Tuesday, September 23, 2008

How to make the bridge?


For the past year my work has concerned the female form and feminist theory. The American feminist philosopher, Judith Butler, whose writings on gender performativity, monogamy, and the construct of heterosexuality have greatly influenced the development of my work. (Her book, Gender Trouble, analyzes these issues in depth). I began to examine what roles I perform in my everyday life and what aspects of myself, as a woman, may in fact be inherent. During the same time I was researching Judith Butler, I was exposed to the work of the artist Mary Coble. Coble's work combines performance and video documentation. Her performance piece, "Binding Ritual" inspired me to make "Squeeze," which was part of a portrait series I was working on at the time.

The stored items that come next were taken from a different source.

//! Room messages: validate, persist, then broadcast.

use std::sync::Arc;

use tracing::{debug, warn};
use uuid::Uuid;

use agora_db::Store;
use agora_types::events::{MessageView, ServerEvent};
use agora_types::models::Message;

use crate::error::GatewayError;
use crate::rooms::RoomCoordinator;
use crate::session::{ANONYMOUS_USERNAME, DEFAULT_AVATAR_COLOR, Session};

/// Longest accepted message body, in characters, after trimming.
pub const MAX_CONTENT_LEN: usize = 2000;

/// Trim surrounding whitespace and cap at `max_chars` characters.
/// Returns `None` for content that is empty once trimmed.
pub fn sanitize_content(raw: &str, max_chars: usize) -> Option<String> {
    let trimmed = raw.trim();
    if trimmed.is_empty() {
        return None;
    }
    match trimmed.char_indices().nth(max_chars) {
        Some((cut, _)) => Some(trimmed[..cut].to_string()),
        None => Some(trimmed.to_string()),
    }
}

pub struct MessageService {
    store: Arc<dyn Store>,
    rooms: Arc<RoomCoordinator>,
    max_len: usize,
}

impl MessageService {
    pub fn new(store: Arc<dyn Store>, rooms: Arc<RoomCoordinator>, max_len: usize) -> Self {
        Self { store, rooms, max_len }
    }

    /// Persist a message and broadcast `new_message` to the room.
    /// Whitespace-only content is dropped and yields `Ok(None)`.
    pub async fn send(
        &self,
        room_id: Uuid,
        session: &Session,
        content: &str,
    ) -> Result<Option<MessageView>, GatewayError> {
        let Some(content) = sanitize_content(content, self.max_len) else {
            debug!("Dropped empty message from {}", session.username());
            return Ok(None);
        };

        let (username, avatar_color) = display_identity(self.store.as_ref(), session).await;
        let message = self
            .store
            .insert_message(room_id, session.user_id(), &content)
            .await?;

        let view = MessageView {
            id: message.id,
            room_id: message.room_id,
            user_id: message.user_id,
            content: message.content,
            message_type: message.message_type,
            created_at: message.created_at,
            username,
            avatar_color,
        };

        let delivered = self
            .rooms
            .broadcast(room_id, &ServerEvent::NewMessage(view.clone()))
            .await;
        debug!(room = %room_id, message = %view.id, delivered, "Message broadcast");

        Ok(Some(view))
    }

    /// Edit a message the session's user wrote. Anything that doesn't match
    /// (wrong author, unknown id) is a silent no-op. The edit is announced in
    /// the room the message is stored in.
    pub async fn edit(
        &self,
        message_id: Uuid,
        session: &Session,
        content: &str,
    ) -> Result<Option<Message>, GatewayError> {
        let Some(author_id) = session.user_id() else {
            return Ok(None);
        };
        let Some(content) = sanitize_content(content, self.max_len) else {
            return Ok(None);
        };

        let Some(message) = self
            .store
            .update_message(message_id, author_id, &content)
            .await?
        else {
            debug!("Edit of {} by {} matched nothing", message_id, session.username());
            return Ok(None);
        };

        self.rooms
            .broadcast(message.room_id, &ServerEvent::MessageEdited(message.clone()))
            .await;
        Ok(Some(message))
    }

    /// Delete a message the session's user wrote. Returns the room it was
    /// removed from; a miss emits nothing.
    pub async fn delete(&self, message_id: Uuid, session: &Session) -> Result<Option<Uuid>, GatewayError> {
        let Some(author_id) = session.user_id() else {
            return Ok(None);
        };

        let Some(room_id) = self.store.delete_message(message_id, author_id).await? else {
            debug!("Delete of {} by {} matched nothing", message_id, session.username());
            return Ok(None);
        };

        self.rooms
            .broadcast(room_id, &ServerEvent::MessageDeleted { message_id, room_id })
            .await;
        Ok(Some(room_id))
    }
}

/// Username and avatar color shown for what `session` sends: the stored
/// profile, else the session's own name with the default color. Anonymous
/// sessions get the fixed anonymous identity.
pub(crate) async fn display_identity(store: &dyn Store, session: &Session) -> (String, String) {
    let Some(user_id) = session.user_id() else {
        return (ANONYMOUS_USERNAME.to_string(), DEFAULT_AVATAR_COLOR.to_string());
    };

    match store.user_profile(user_id).await {
        Ok(Some(profile)) => (profile.username, profile.avatar_color),
        Ok(None) => (session.username().to_string(), DEFAULT_AVATAR_COLOR.to_string()),
        Err(e) => {
            warn!("Profile lookup failed for {}, using session name: {:#}", user_id, e);
            (session.username().to_string(), DEFAULT_AVATAR_COLOR.to_string())
        }
    }
}

#[cfg(test)]
mod tests {
    use super::*;
    use crate::session::Identity;
    use crate::test_support::{ProfileOutageStore, TestStore, drain, general_room};

    fn service(store: &TestStore, rooms: &Arc<RoomCoordinator>) -> MessageService {
        MessageService::new(store.dyn_store(), rooms.clone(), MAX_CONTENT_LEN)
    }

    #[test]
    fn sanitize_trims_and_rejects_blank() {
        assert_eq!(sanitize_content("  hi  ", 10).as_deref(), Some("hi"));
        assert_eq!(sanitize_content(" \n\t ", 10), None);
        assert_eq!(sanitize_content("", 10), None);
    }

    #[test]
    fn sanitize_counts_characters_not_bytes() {
        assert_eq!(sanitize_content("héllo wörld", 5).as_deref(), Some("héllo"));
        assert_eq!(sanitize_content("ééé", 3).as_deref(), Some("ééé"));

        let long = "x".repeat(MAX_CONTENT_LEN + 10);
        assert_eq!(
            sanitize_content(&long, MAX_CONTENT_LEN).map(|s| s.chars().count()),
            Some(MAX_CONTENT_LEN)
        );
    }

    #[tokio::test]
    async fn send_uses_stored_profile() {
        let store = TestStore::new();
        let alice = store.user("alice");
        let rooms = Arc::new(RoomCoordinator::new(store.dyn_store()));
        let messages = service(&store, &rooms);

        // The session name is stale; the stored profile wins
        let (a1, mut rx) = Session::new(Identity::Authenticated {
            user_id: alice.id,
            username: "old-alice".into(),
        });
        rooms.join(general_room(), &a1).await.unwrap();
        drain(&mut rx);

        let view = messages.send(general_room(), &a1, "hello").await.unwrap().unwrap();
        assert_eq!(view.username, "alice");
        assert_eq!(view.avatar_color, "#9B59B6");
        assert_eq!(drain(&mut rx), vec![ServerEvent::NewMessage(view)]);
    }

    #[tokio::test]
    async fn anonymous_messages_carry_fixed_identity() {
        let store = TestStore::new();
        let rooms = Arc::new(RoomCoordinator::new(store.dyn_store()));
        let messages = service(&store, &rooms);

        let (anon, _rx) = Session::new(Identity::Anonymous);
        let view = messages.send(general_room(), &anon, "psst").await.unwrap().unwrap();

        assert_eq!(view.user_id, None);
        assert_eq!(view.username, ANONYMOUS_USERNAME);
        assert_eq!(view.avatar_color, DEFAULT_AVATAR_COLOR);
    }

    #[tokio::test]
    async fn edit_and_delete_are_scoped_to_the_author() {
        let store = TestStore::new();
        let alice = store.user("alice");
        let bob = store.user("bob");
        let rooms = Arc::new(RoomCoordinator::new(store.dyn_store()));
        let messages = service(&store, &rooms);

        let (a1, mut a_rx) = alice.session();
        let (b1, _b_rx) = bob.session();
        rooms.join(general_room(), &a1).await.unwrap();
        let sent = messages.send(general_room(), &a1, "first").await.unwrap().unwrap();
        drain(&mut a_rx);

        assert!(messages.edit(sent.id, &b1, "mine").await.unwrap().is_none());
        assert!(messages.delete(sent.id, &b1).await.unwrap().is_none());
        assert!(drain(&mut a_rx).is_empty());

        let edited = messages.edit(sent.id, &a1, "  second  ").await.unwrap().unwrap();
        assert_eq!(edited.content, "second");
        assert!(edited.edited);
        assert!(edited.edited_at.is_some());
        assert_eq!(drain(&mut a_rx), vec![ServerEvent::MessageEdited(edited)]);

        assert_eq!(messages.delete(sent.id, &a1).await.unwrap(), Some(general_room()));
        assert_eq!(
            drain(&mut a_rx),
            vec![ServerEvent::MessageDeleted {
                message_id: sent.id,
                room_id: general_room()
            }]
        );
        assert!(messages.delete(sent.id, &a1).await.unwrap().is_none());
    }

    #[tokio::test]
    async fn edits_are_announced_in_the_stored_room() {
        let store = TestStore::new();
        let alice = store.user("alice");
        let other_room = store.room("random");
        let rooms = Arc::new(RoomCoordinator::new(store.dyn_store()));
        let messages = service(&store, &rooms);

        let (a1, mut a_rx) = alice.session();
        let (watcher, mut other_rx) = store.user("carol").session();
        rooms.join(general_room(), &a1).await.unwrap();
        rooms.join(other_room, &watcher).await.unwrap();
        let sent = messages.send(general_room(), &a1, "first").await.unwrap().unwrap();
        drain(&mut a_rx);
        drain(&mut other_rx);

        let edited = messages.edit(sent.id, &a1, "edited").await.unwrap().unwrap();

        assert_eq!(edited.room_id, general_room());
        assert_eq!(edited.content, "edited");
        assert_eq!(drain(&mut a_rx), vec![ServerEvent::MessageEdited(edited)]);
        assert!(drain(&mut other_rx).is_empty());
    }

    #[tokio::test]
    async fn failed_profile_lookup_still_broadcasts_once() {
        let base = TestStore::new();
        let alice = base.user("alice");
        let store: Arc<dyn Store> = Arc::new(ProfileOutageStore::new(base.dyn_store()));
        let rooms = Arc::new(RoomCoordinator::new(store.clone()));
        let messages = MessageService::new(store, rooms.clone(), MAX_CONTENT_LEN);

        let (a1, mut rx) = alice.session();
        rooms.join(general_room(), &a1).await.unwrap();
        drain(&mut rx);

        let view = messages.send(general_room(), &a1, "hello").await.unwrap().unwrap();
        assert_eq!(view.username, "alice");
        assert_eq!(view.avatar_color, DEFAULT_AVATAR_COLOR);
        assert_eq!(drain(&mut rx), vec![ServerEvent::NewMessage(view)]);

        let stored = base
            .db()
            .get_room_messages(&general_room().to_string(), 10, None, None)
            .unwrap();
        assert_eq!(stored.len(), 1);
    }

    #[tokio::test]
    async fn blank_edit_is_dropped() {
        let store = TestStore::new();
        let alice = store.user("alice");
        let rooms = Arc::new(RoomCoordinator::new(store.dyn_store()));
        let messages = service(&store, &rooms);

        let (a1, _rx) = alice.session();
        let sent = messages.send(general_room(), &a1, "keep me").await.unwrap().unwrap();

        assert!(messages.edit(sent.id, &a1, "   ").await.unwrap().is_none());
        let row = store.db().get_message(&sent.id.to_string()).unwrap().unwrap();
        assert_eq!(row.content, "keep me");
    }
}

Over the summer I began thinking more about ideals, cultural approproation, and the transformation of human flesh over time. Ancient Greek scupltures served as the physical embodiement for cultural ideals. "Perfect" human beings were carved out of marble and placed on fluted columns. They were gods among the masses. However, these imposed figures were highly deformed, anatomically unrealistic and disproportionate. I began to wonder, are these arhetypes any different than than the modern day superhumans we aspire to be like today? Has anything changed and will we ever escape the self depricating cyle? How do we as a culture take and borrow to suit our own sadistic needs? Playboy entered the picture and I began researching the anothology that covered fifty years of publications and the gross metamorphosis of the female form over time.

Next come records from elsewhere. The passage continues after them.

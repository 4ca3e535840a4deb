use axum::{
    Extension, Json,
    extract::{Path, State},
    http::StatusCode,
};
use chrono::Utc;
use serde_json::{Value, json};
use tracing::info;
use uuid::Uuid;

use agora_db::models::format_timestamp;
use agora_types::api::{Claims, Friend};

use crate::{AppState, blocking};

/// Accepted friends of the caller.
pub async fn list_friends(
    State(state): State<AppState>,
    Extension(claims): Extension<Claims>,
) -> Result<Json<Vec<Friend>>, StatusCode> {
    let me = claims.sub.to_string();
    let friends = blocking(&state, move |db| {
        db.list_friends(&me)?
            .into_iter()
            .map(|row| row.into_friend())
            .collect::<anyhow::Result<Vec<_>>>()
    })
    .await?;

    Ok(Json(friends))
}

/// Requests waiting on the caller, one entry per requester.
pub async fn pending(
    State(state): State<AppState>,
    Extension(claims): Extension<Claims>,
) -> Result<Json<Vec<Friend>>, StatusCode> {
    let me = claims.sub.to_string();
    let requests = blocking(&state, move |db| {
        db.list_pending_requests(&me)?
            .into_iter()
            .map(|row| row.into_friend())
            .collect::<anyhow::Result<Vec<_>>>()
    })
    .await?;

    Ok(Json(requests))
}

/// Record a request to `user_id`. `sent` is false when the pair already has
/// a request or friendship in either direction. Clients follow up with a
/// `friend_request` gateway command to notify the receiver live.
pub async fn request(
    State(state): State<AppState>,
    Extension(claims): Extension<Claims>,
    Path(user_id): Path<Uuid>,
) -> Result<Json<Value>, StatusCode> {
    if user_id == claims.sub {
        return Err(StatusCode::BAD_REQUEST);
    }

    let (me, peer) = (claims.sub.to_string(), user_id.to_string());
    let sent = blocking(&state, move |db| {
        if db.get_user_by_id(&peer)?.is_none() {
            return Ok(None);
        }
        db.request_friend(
            &Uuid::new_v4().to_string(),
            &me,
            &peer,
            &format_timestamp(Utc::now()),
        )
        .map(Some)
    })
    .await?
    .ok_or(StatusCode::NOT_FOUND)?;

    if sent {
        info!("{} sent a friend request to {}", claims.username, user_id);
    }
    Ok(Json(json!({ "sent": sent })))
}

/// Accept the pending request `user_id` sent to the caller.
pub async fn accept(
    State(state): State<AppState>,
    Extension(claims): Extension<Claims>,
    Path(user_id): Path<Uuid>,
) -> Result<Json<Value>, StatusCode> {
    let (me, peer) = (claims.sub.to_string(), user_id.to_string());
    if !blocking(&state, move |db| db.accept_friend(&peer, &me)).await? {
        return Err(StatusCode::NOT_FOUND);
    }

    info!("{} accepted a friend request from {}", claims.username, user_id);
    Ok(Json(json!({ "accepted": true })))
}

/// Unfriend, or withdraw/decline a request, in either direction.
pub async fn remove(
    State(state): State<AppState>,
    Extension(claims): Extension<Claims>,
    Path(user_id): Path<Uuid>,
) -> Result<Json<Value>, StatusCode> {
    let (me, peer) = (claims.sub.to_string(), user_id.to_string());
    let removed = blocking(&state, move |db| db.remove_friend(&me, &peer)).await?;

    Ok(Json(json!({ "removed": removed })))
}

It was apparent that as the decades passed, the image of "woman" and what construes the Playboy Bunny, became more plastic, more cold, and more sexually explicit. As the appearce of flesh diminished along with tan lines, cellulite and freckles, the women became more like hollow statues, not so different than those created by the Greeks centuries ago. So where have we arrived at as a culture? How have we transformed aesthetic ideals into products? The materialization of flesh and the commericalization of the female form ignited my interest in cultural appropriation and how we as a culture find ourselves attracted to and manipulating cultures and ideologies we know nothing about. I have just recently begun comining images of appropriated cultures (embodied by landscapes) and images of women from Playboy publications.

I'm not exactly sure how I will marry my ideas and source material for my work in the studio with the work I am doing in multimedia. I hope to create a correlation between the two, or at least work that supports each other.